» **Prompt**:
Work out how many lines in the records below include the string "puede", and reply with that number alone.

Saved entries
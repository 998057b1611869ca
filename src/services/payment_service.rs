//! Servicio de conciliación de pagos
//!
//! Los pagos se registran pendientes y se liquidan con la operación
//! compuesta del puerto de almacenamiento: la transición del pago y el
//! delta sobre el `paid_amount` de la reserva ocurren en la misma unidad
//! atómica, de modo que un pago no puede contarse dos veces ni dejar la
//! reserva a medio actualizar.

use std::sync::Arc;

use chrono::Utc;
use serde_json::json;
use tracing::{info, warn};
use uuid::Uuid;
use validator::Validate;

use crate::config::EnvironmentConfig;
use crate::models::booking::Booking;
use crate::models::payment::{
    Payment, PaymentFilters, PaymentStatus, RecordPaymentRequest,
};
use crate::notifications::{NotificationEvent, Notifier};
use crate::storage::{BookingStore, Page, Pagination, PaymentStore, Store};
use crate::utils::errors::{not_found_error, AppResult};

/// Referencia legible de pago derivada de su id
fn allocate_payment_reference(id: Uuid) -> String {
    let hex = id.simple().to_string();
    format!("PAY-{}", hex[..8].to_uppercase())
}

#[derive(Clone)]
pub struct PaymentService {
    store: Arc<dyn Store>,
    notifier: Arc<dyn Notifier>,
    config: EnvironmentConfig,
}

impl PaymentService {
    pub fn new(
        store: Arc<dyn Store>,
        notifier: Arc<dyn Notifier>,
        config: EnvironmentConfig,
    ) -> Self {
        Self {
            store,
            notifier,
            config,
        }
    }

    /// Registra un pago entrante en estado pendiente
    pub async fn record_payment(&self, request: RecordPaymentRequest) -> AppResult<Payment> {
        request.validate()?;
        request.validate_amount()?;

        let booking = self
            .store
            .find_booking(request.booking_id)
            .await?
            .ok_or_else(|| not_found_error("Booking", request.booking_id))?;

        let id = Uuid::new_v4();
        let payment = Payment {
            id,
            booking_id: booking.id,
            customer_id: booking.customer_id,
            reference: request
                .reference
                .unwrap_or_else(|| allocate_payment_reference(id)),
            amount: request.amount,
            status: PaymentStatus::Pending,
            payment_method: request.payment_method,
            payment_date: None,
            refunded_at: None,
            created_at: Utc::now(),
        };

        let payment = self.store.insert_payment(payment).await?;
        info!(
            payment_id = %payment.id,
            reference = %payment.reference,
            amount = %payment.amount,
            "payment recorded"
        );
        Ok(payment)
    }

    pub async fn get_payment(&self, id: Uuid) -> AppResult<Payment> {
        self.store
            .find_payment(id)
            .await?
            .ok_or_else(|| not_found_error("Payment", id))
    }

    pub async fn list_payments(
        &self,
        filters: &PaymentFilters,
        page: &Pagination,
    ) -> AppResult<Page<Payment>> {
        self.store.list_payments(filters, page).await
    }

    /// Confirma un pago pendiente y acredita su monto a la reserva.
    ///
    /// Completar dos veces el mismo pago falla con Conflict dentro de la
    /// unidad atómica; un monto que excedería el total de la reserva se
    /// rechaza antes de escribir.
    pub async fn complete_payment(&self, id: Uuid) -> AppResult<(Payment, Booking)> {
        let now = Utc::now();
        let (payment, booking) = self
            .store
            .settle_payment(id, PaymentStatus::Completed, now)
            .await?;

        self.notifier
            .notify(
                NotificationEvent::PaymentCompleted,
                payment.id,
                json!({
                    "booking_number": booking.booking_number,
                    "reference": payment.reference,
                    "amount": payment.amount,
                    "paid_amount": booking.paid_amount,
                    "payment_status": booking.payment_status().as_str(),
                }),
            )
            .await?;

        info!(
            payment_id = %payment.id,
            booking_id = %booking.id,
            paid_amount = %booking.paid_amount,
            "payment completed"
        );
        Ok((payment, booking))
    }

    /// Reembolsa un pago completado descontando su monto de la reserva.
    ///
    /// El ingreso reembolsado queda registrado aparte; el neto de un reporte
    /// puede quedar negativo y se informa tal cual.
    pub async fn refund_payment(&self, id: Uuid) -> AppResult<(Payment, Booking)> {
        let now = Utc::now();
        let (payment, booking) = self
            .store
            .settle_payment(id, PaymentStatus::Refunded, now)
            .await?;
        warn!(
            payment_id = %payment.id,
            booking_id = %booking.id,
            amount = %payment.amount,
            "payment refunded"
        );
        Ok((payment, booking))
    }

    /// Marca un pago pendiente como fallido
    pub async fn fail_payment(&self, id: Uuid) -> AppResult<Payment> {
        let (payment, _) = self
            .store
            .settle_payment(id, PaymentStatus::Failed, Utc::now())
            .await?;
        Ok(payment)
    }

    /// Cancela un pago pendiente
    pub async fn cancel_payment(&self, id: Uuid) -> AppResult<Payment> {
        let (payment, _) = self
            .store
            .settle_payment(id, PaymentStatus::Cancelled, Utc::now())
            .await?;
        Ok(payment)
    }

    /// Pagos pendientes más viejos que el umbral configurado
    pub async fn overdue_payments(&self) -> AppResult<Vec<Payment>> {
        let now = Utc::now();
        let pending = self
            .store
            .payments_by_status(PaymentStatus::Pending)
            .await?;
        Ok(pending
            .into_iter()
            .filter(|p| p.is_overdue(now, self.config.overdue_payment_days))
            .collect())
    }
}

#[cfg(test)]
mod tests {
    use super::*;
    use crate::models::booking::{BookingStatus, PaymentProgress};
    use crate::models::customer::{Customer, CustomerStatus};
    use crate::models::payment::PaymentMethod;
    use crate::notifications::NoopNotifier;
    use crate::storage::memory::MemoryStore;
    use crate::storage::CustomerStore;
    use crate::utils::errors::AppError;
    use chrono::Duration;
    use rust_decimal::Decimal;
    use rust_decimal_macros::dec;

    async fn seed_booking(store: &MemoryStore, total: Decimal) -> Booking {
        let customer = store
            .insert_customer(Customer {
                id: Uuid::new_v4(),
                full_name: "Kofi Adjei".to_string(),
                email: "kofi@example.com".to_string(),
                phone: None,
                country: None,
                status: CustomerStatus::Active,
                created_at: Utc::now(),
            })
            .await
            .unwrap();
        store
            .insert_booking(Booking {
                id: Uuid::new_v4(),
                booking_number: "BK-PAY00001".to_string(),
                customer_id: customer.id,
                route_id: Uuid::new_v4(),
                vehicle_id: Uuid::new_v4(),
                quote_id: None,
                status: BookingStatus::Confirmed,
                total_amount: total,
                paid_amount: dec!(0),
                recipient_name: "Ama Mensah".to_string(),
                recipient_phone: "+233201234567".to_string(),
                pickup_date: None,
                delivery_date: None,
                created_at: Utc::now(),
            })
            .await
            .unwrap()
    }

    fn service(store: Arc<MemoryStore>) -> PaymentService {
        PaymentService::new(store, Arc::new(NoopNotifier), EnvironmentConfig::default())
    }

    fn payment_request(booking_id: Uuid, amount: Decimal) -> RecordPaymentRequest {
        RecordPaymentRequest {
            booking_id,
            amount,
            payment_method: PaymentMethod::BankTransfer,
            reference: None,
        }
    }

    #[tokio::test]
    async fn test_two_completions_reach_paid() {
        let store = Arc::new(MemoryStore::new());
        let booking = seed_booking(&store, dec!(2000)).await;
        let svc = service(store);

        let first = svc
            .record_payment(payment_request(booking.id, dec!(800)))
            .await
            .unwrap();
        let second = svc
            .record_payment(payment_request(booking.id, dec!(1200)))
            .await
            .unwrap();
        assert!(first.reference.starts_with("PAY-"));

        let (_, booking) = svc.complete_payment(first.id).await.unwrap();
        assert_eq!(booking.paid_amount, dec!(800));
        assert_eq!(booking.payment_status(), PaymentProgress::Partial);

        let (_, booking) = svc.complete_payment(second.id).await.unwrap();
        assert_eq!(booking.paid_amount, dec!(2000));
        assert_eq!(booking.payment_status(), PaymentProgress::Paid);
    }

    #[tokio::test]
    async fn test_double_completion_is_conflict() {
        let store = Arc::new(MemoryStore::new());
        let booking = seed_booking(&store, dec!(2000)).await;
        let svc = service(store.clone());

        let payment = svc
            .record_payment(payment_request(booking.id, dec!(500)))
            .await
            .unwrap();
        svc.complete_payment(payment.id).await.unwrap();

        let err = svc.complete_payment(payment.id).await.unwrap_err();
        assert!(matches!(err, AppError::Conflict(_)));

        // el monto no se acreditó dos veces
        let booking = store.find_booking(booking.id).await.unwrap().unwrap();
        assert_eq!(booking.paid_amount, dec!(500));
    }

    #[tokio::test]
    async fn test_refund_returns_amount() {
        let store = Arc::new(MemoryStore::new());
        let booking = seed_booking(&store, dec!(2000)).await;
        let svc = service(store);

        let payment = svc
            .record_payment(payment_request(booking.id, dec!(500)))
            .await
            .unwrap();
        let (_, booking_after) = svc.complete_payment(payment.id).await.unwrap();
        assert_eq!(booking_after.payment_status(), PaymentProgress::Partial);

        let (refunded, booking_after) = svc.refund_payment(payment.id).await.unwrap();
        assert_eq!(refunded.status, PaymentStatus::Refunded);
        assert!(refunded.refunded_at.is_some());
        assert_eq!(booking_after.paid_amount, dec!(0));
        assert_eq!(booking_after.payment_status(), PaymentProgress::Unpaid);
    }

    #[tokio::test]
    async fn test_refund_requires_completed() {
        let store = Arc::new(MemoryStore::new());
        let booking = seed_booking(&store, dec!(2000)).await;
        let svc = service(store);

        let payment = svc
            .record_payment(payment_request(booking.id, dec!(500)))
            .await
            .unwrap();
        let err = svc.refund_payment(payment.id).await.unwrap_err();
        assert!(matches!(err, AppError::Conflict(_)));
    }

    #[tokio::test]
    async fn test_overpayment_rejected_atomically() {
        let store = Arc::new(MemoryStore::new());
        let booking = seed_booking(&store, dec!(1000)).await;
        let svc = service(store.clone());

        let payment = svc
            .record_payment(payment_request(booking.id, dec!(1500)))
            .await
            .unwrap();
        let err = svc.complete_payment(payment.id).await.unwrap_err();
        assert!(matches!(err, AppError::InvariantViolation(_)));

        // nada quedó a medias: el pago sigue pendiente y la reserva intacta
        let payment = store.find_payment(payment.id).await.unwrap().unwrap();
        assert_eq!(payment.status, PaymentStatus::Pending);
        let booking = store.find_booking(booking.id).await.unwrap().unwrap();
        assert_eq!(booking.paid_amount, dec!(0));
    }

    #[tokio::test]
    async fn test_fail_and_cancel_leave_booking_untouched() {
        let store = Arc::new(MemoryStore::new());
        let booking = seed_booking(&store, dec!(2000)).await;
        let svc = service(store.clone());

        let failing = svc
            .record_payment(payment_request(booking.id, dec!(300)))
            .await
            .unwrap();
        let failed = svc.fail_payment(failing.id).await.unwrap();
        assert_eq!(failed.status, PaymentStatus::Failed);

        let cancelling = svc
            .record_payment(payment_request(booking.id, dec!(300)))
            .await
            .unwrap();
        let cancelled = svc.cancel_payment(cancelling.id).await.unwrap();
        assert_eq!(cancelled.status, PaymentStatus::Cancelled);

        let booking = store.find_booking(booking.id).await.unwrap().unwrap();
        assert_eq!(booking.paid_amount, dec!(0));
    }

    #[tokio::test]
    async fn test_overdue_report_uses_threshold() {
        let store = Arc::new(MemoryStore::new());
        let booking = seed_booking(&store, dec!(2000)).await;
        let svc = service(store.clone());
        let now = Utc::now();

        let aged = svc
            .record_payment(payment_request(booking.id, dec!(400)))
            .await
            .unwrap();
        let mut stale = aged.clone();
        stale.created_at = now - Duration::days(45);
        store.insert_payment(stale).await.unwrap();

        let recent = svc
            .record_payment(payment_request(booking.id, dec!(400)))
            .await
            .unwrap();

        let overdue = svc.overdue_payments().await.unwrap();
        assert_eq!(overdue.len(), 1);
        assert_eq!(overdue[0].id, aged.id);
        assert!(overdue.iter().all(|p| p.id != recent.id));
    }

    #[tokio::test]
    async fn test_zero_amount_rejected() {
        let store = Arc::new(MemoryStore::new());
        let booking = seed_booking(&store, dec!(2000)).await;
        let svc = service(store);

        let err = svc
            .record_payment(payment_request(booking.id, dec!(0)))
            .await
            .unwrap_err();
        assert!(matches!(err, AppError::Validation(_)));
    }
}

» **Response box**:
2